• [What you need to do] In the records below, take the line containing "fn bench_path_generation(c: &mut" and every line following it, and write them out exactly.

─── Source data

//! Criterion benchmarks for the GBM Monte Carlo engine.
//!
//! Benchmarks cover:
//! - RNG performance
//! - Sequential vs parallel path generation (1K, 10K, 100K paths)
//! - Aggregation and downsampling of a filled matrix

use criterion::{black_box, criterion_group, criterion_main, BenchmarkId, Criterion};
use pricer_core::types::SimulationParameters;
use pricer_pricing::mc::{
    aggregate_for, downsample, generate_sequential, FinalPrices, GbmStep, ParallelGenerator,
    PathMatrix,
};
use pricer_pricing::rng::PricerRng;

const N_STEPS: usize = 50;

fn params(n_paths: usize) -> SimulationParameters {
    SimulationParameters::builder()
        .asset_price(100.0)
        .strike_price(100.0)
        .time_to_expiration(1.0)
        .volatility(0.2)
        .interest_rate(0.05)
        .num_paths(n_paths)
        .num_steps(N_STEPS)
        .seed(42)
        .build()
        .unwrap()
}

/// Benchmark RNG generation (foundation for MC simulations).
fn bench_rng_generation(c: &mut Criterion) {
    let mut group = c.benchmark_group("rng_generation");

    for n_samples in [1_000, 10_000, 100_000] {
        group.bench_with_input(
            BenchmarkId::new("normal_batch", n_samples),
            &n_samples,
            |b, &n| {
                let mut rng = PricerRng::from_seed(42);
                let mut buffer = vec![0.0; n];
                b.iter(|| {
                    rng.fill_normal(&mut buffer);
                    black_box(buffer.iter().sum::<f64>())
                });
            },
        );
    }

    group.finish();
}

/// Benchmark both generators on identical inputs.
fn bench_path_generation(c: &mut Criterion) {
    let mut group = c.benchmark_group("path_generation");
    group.sample_size(20);

    for n_paths in [1_000, 10_000, 100_000] {
        let params = params(n_paths);
        let step = GbmStep::new(&params);

        group.bench_with_input(
            BenchmarkId::new("sequential", n_paths),
            &n_paths,
            |b, &n| {
                let mut matrix = PathMatrix::zeros(N_STEPS, n);
                b.iter(|| {
                    generate_sequential(&step, 42, &mut matrix);
                    black_box(matrix.get(N_STEPS - 1, 0))
                });
            },
        );

        group.bench_with_input(
            BenchmarkId::new("parallel", n_paths),
            &n_paths,
            |b, &n| {
                let generator = ParallelGenerator::new();
                let mut matrix = PathMatrix::zeros(N_STEPS, n);
                b.iter(|| {
                    generator.generate(&step, 42, &mut matrix).unwrap();
                    black_box(matrix.get(N_STEPS - 1, 0))
                });
            },
        );
    }

    group.finish();
}

/// Benchmark the post-processing of a 100K-path run.
fn bench_post_processing(c: &mut Criterion) {
    let mut group = c.benchmark_group("post_processing");

    let params = params(100_000);
    let mut matrix = PathMatrix::zeros(N_STEPS, 100_000);
    generate_sequential(&GbmStep::new(&params), 42, &mut matrix);
    let finals = FinalPrices::from_matrix(&matrix);

    group.bench_function("aggregate_100k", |b| {
        b.iter(|| black_box(aggregate_for(&params, finals.as_slice()).unwrap()))
    });

    group.bench_function("downsample_100k", |b| {
        b.iter(|| black_box(downsample(&matrix)))
    });

    group.finish();
}

criterion_group!(
    benches,
    bench_rng_generation,
    bench_path_generation,
    bench_post_processing
);
criterion_main!(benches);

──────

• [Solution]
fn bench_path_generation(c: &mut Criterion) {
    let mut group = c.benchmark_group("path_generation");
    group.sample_size(20);

    for n_paths in [1_000, 10_000, 100_000] {
        let params = params(n_paths);
        let step = GbmStep::new(&params);

        group.bench_with_input(
            BenchmarkId::new("sequential", n_paths),
            &n_paths,
            |b, &n| {
                let mut matrix = PathMatrix::zeros(N_STEPS, n);
                b.iter(|| {
                    generate_sequential(&step, 42, &mut matrix);
                    black_box(matrix.get(N_STEPS - 1, 0))
                });
            },
        );

        group.bench_with_input(
            BenchmarkId::new("parallel", n_paths),
            &n_paths,
            |b, &n| {
                let generator = ParallelGenerator::new();
                let mut matrix = PathMatrix::zeros(N_STEPS, n);
                b.iter(|| {
                    generator.generate(&step, 42, &mut matrix).unwrap();
                    black_box(matrix.get(N_STEPS - 1, 0))
                });
            },
        );
    }

    group.finish();
}

/// Benchmark the post-processing of a 100K-path run.
fn bench_post_processing(c: &mut Criterion) {
    let mut group = c.benchmark_group("post_processing");

    let params = params(100_000);
    let mut matrix = PathMatrix::zeros(N_STEPS, 100_000);
    generate_sequential(&GbmStep::new(&params), 42, &mut matrix);
    let finals = FinalPrices::from_matrix(&matrix);

    group.bench_function("aggregate_100k", |b| {
        b.iter(|| black_box(aggregate_for(&params, finals.as_slice()).unwrap()))
    });

    group.bench_function("downsample_100k", |b| {
        b.iter(|| black_box(downsample(&matrix)))
    });

    group.finish();
}

criterion_group!(
    benches,
    bench_rng_generation,
    bench_path_generation,
    bench_post_processing
);
criterion_main!(benches);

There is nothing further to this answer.